Article
A reliable biomarker linked to outcomes represents another step toward the goal of individualized treatment.
Key points
• Patients with rheumatoid arthritis (RA) who are positive for anticitrullinated antibodies have a better clinical response to abatacept than those without them.
• Patients with RA and anticitrullinated antibodies did not show better clinical responses to anti-tumor necrosis factor inhibitors.
• Anticitrullinated antibody testing may be useful for selecting treatment options for patients with RA.
Background
Many options have become available for the initial treatment of RA. Leslie Harrold and colleagues at the University of Massachusetts point out that having a reliable biomarker linked to outcomes in RA would make choosing an individualized treatment plan possible.
Anticitrullinated antibody tests are commonly ordered for patients with RA and are very sensitive and specific biomarkers for the disease in general. Patients who are anticitrullinated antibody positive often develop more severe, erosive disease than others with RA, which makes it even more imperative that effective treatment be initiated.
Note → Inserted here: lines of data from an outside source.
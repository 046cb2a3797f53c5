use serde_with::DeserializeFromStr;

use std::{fmt::Display, ops::AddAssign, str::FromStr};

use crate::{
    money::{format_decimal, format_percent, parse_amount, parse_quantity, Money},
    source::{Cell, Transaction},
    Error, Result,
};

/// The quantity a report ranks by.
#[derive(Clone, Copy, Debug, PartialEq, Eq, Hash, DeserializeFromStr)]
pub enum Metric {
    /// Total real quantity (weight), in kilograms.
    Tonnage,
    /// Total net revenue.
    Revenue,
    /// Profit as a percentage of net revenue.
    Margin,
}

impl Metric {
    pub const ALL: [Metric; 3] = [Self::Tonnage, Self::Revenue, Self::Margin];

    #[must_use]
    pub fn name(self) -> &'static str {
        match self {
            Self::Tonnage => "Tonnage",
            Self::Revenue => "Revenue",
            Self::Margin => "Margin",
        }
    }

    #[must_use]
    pub fn unit(self) -> &'static str {
        match self {
            Self::Tonnage => "kg",
            Self::Revenue => "R$",
            Self::Margin => "%",
        }
    }

    /// The fields a row must have for it to count towards this metric.
    #[must_use]
    pub fn fields(self) -> &'static [Field] {
        match self {
            Self::Tonnage => &[Field::QuantityReal],
            Self::Revenue => &[Field::NetRevenue],
            Self::Margin => &[Field::NetRevenue, Field::ProfitLoss],
        }
    }

    /// Reads this metric from `totals`.
    ///
    /// Margin is never summed: it is always the ratio of the summed profit to
    /// the summed revenue, so it composes correctly at every level.
    #[must_use]
    pub fn value(self, totals: &Totals) -> f64 {
        match self {
            Self::Tonnage => totals.tonnage,
            Self::Revenue => totals.revenue.amount(),
            Self::Margin => totals.margin(),
        }
    }

    /// Formats `value` for display, as in `1.234,500`, `R$1.234,50` or `12,34%`.
    #[must_use]
    pub fn format(self, value: f64) -> String {
        match self {
            Self::Tonnage => format_decimal(value, 3),
            Self::Revenue => Money::new(value).to_string(),
            Self::Margin => format_percent(value),
        }
    }
}

impl Display for Metric {
    fn fmt(&self, f: &mut std::fmt::Formatter<'_>) -> std::fmt::Result {
        f.pad(self.name())
    }
}

impl FromStr for Metric {
    type Err = Error;

    fn from_str(s: &str) -> std::result::Result<Self, Self::Err> {
        match s.trim().to_lowercase().as_str() {
            "tonnage" | "weight" | "tonelagem" => Ok(Self::Tonnage),
            "revenue" | "faturamento" => Ok(Self::Revenue),
            "margin" | "margem" => Ok(Self::Margin),
            _ => Err(Error::UnknownMetric(s.to_string())),
        }
    }
}

/// A numeric column of the export.
#[derive(Clone, Copy, Debug, PartialEq, Eq)]
pub enum Field {
    QuantityReal,
    Quantity,
    NetRevenue,
    ProfitLoss,
}

impl Field {
    pub const ALL: [Field; 4] = [
        Self::QuantityReal,
        Self::Quantity,
        Self::NetRevenue,
        Self::ProfitLoss,
    ];

    #[must_use]
    pub fn cell(self, row: &Transaction) -> &Cell {
        match self {
            Self::QuantityReal => &row.quantity_real,
            Self::Quantity => &row.quantity,
            Self::NetRevenue => &row.net_revenue,
            Self::ProfitLoss => &row.profit_loss,
        }
    }

    /// Reads this field of `row`: quantities as weights, the rest as money.
    ///
    /// # Errors
    ///
    /// Returns [`Error::UnparseableAmount`] if the cell holds no number.
    pub fn parse(self, row: &Transaction) -> Result<Option<f64>> {
        let cell = self.cell(row);
        match self {
            Self::QuantityReal | Self::Quantity => parse_quantity(cell),
            Self::NetRevenue | Self::ProfitLoss => parse_amount(cell),
        }
    }
}

impl Display for Field {
    fn fmt(&self, f: &mut std::fmt::Formatter<'_>) -> std::fmt::Result {
        f.pad(match self {
            Self::QuantityReal => "real quantity",
            Self::Quantity => "quantity",
            Self::NetRevenue => "net revenue",
            Self::ProfitLoss => "profit/loss",
        })
    }
}

/// The parsed numeric fields of one row. Fields a run did not ask for are 0.
#[derive(Clone, Copy, Debug, Default, PartialEq)]
pub struct Measures {
    pub tonnage: f64,
    pub quantity: f64,
    pub revenue: f64,
    pub profit: f64,
}

impl Measures {
    pub fn set(&mut self, field: Field, value: f64) {
        match field {
            Field::QuantityReal => self.tonnage = value,
            Field::Quantity => self.quantity = value,
            Field::NetRevenue => self.revenue = value,
            Field::ProfitLoss => self.profit = value,
        }
    }
}

/// Running sums over a set of rows.
#[derive(Clone, Copy, Debug, Default, PartialEq)]
pub struct Totals {
    pub tonnage: f64,
    pub quantity: f64,
    pub revenue: Money,
    pub profit: Money,
    /// Number of rows summed.
    pub count: usize,
}

impl Totals {
    #[must_use]
    pub fn margin(&self) -> f64 {
        margin(self.profit.amount(), self.revenue.amount())
    }
}

impl AddAssign<Measures> for Totals {
    fn add_assign(&mut self, rhs: Measures) {
        self.tonnage += rhs.tonnage;
        self.quantity += rhs.quantity;
        self.revenue += Money::new(rhs.revenue);
        self.profit += Money::new(rhs.profit);
        self.count += 1;
    }
}

/// Returns `profit` as a percentage of `revenue`, or 0 if `revenue` is not
/// positive.
///
/// ```
/// # use sales_ranking::metric::margin;
/// assert_eq!(margin(25.0, 250.0), 10.0);
/// assert_eq!(margin(25.0, -250.0), 0.0);
/// ```
#[must_use]
pub fn margin(profit: f64, revenue: f64) -> f64 {
    if revenue <= 0.0 {
        0.0
    } else {
        profit / revenue * 100.0
    }
}

#[cfg(test)]
mod tests {
    use super::*;

    fn measures(revenue: f64, profit: f64) -> Measures {
        Measures {
            revenue,
            profit,
            ..Measures::default()
        }
    }

    #[test]
    fn margin_is_ratio_of_sums_not_average_of_ratios() {
        let mut totals = Totals::default();
        for (revenue, profit) in [(100.0, 10.0), (-50.0, -5.0), (200.0, 20.0)] {
            totals += measures(revenue, profit);
        }
        assert_eq!(totals.count, 3);
        assert_eq!(Metric::Margin.value(&totals), 10.0);
    }

    #[test]
    fn margin_is_zero_when_summed_revenue_is_not_positive() {
        let mut totals = Totals::default();
        totals += measures(100.0, 40.0);
        totals += measures(-100.0, 30.0);
        assert_eq!(totals.margin(), 0.0);
        totals += measures(-1.0, 5.0);
        assert_eq!(totals.margin(), 0.0);
    }

    #[test]
    fn value_fn_reads_the_matching_total() {
        let mut totals = Totals::default();
        totals += Measures {
            tonnage: 12.5,
            quantity: 5.0,
            revenue: 300.0,
            profit: 30.0,
        };
        assert_eq!(Metric::Tonnage.value(&totals), 12.5);
        assert_eq!(Metric::Revenue.value(&totals), 300.0);
        assert_eq!(Metric::Margin.value(&totals), 10.0);
    }

    #[test]
    fn metric_parses_english_and_portuguese_names() {
        assert_eq!("Tonnage".parse::<Metric>().unwrap(), Metric::Tonnage);
        assert_eq!("faturamento".parse::<Metric>().unwrap(), Metric::Revenue);
        assert_eq!(" MARGEM ".parse::<Metric>().unwrap(), Metric::Margin);
        assert!(matches!(
            "profit".parse::<Metric>(),
            Err(Error::UnknownMetric(name)) if name == "profit"
        ));
    }

    #[test]
    fn format_fn_uses_the_metric_unit() {
        assert_eq!(Metric::Tonnage.format(1234.5), "1.234,500");
        assert_eq!(Metric::Revenue.format(-99.9), "-R$99,90");
        assert_eq!(Metric::Margin.format(7.0), "7,00%");
    }
}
The investigators sought to determine whether anticitrullinated antibody status was associated with a specific treatment effect in RA patients taking abatacept or tumor necrosis factor inhibitors.
The study
In this retrospective observational cohort study, the researchers looked at data from the Corrona RA registry. Clinical Disease Activity Index (CDAI) was used to determine response to either abatacept or tumor necrosis factor inhibitors in subjects with and without anticitrullinated antibody positivity. Included in the study were 566 patients started on abatacept and 1715 on tumor necrosis factor inhibitors.
The results
• Patients started on abatacept who were anticitrullinated antibody positive saw a significantly greater response measured in mean change from baseline in disease activity and disability at 6 months (-8.5; 95% confidence interval [CI], -9.7 to -7.3) than those without these antibodies (-4.0; 95% CI, -5.6 to -2.4; P = .001).
• There was no significant difference in mean disease activity and disability scores among patients treated with tumor necrosis factor inhibitors whether they were positive or negative for anticitrullinated antibodies: -7.4 (95% CI, -8.1 to 6.8) versus -6.4 (95% CI, -7.3 to -5.6; P = .072).
• Patients taking abatacept who had anticitrullinated antibodies had significantly greater remission responses than those who were negative for the antibody (15.2% versus 4.6%; P < .001).
• Patients taking abatacept who had anticitrullinated antibodies met criteria for low disease activity significantly more often than those who were negative for the antibody (15.2% versus 4.6%; P < .001).
• There was no significant difference in achieving low disease activity among patients treated with tumor necrosis factor inhibitors whether they were positive or negative for anticitrullinated antibodies (P = .023).
Implications for physicians
• Routinely screen patients with newly diagnosed RA for anticitrullinated antibodies.
• Anticitrullinated antibody status may be useful when selecting treatment options for patients with RA.
• Because of the increased risk of erosive severe disease, patients with RA who are positive for anticitrullinated antibodies should be identified and treated promptly.
Bristol-Myers Squibb provided funding.
Harrold LR, Litman HJ, Connolly SE, et al. Effect of anticitrullinated protein antibody status on response to abatacept or antitumor necrosis factor-α therapy in patients with rheumatoid arthritis: a US national observational study. J Rheumatol. 2018;45:32-39.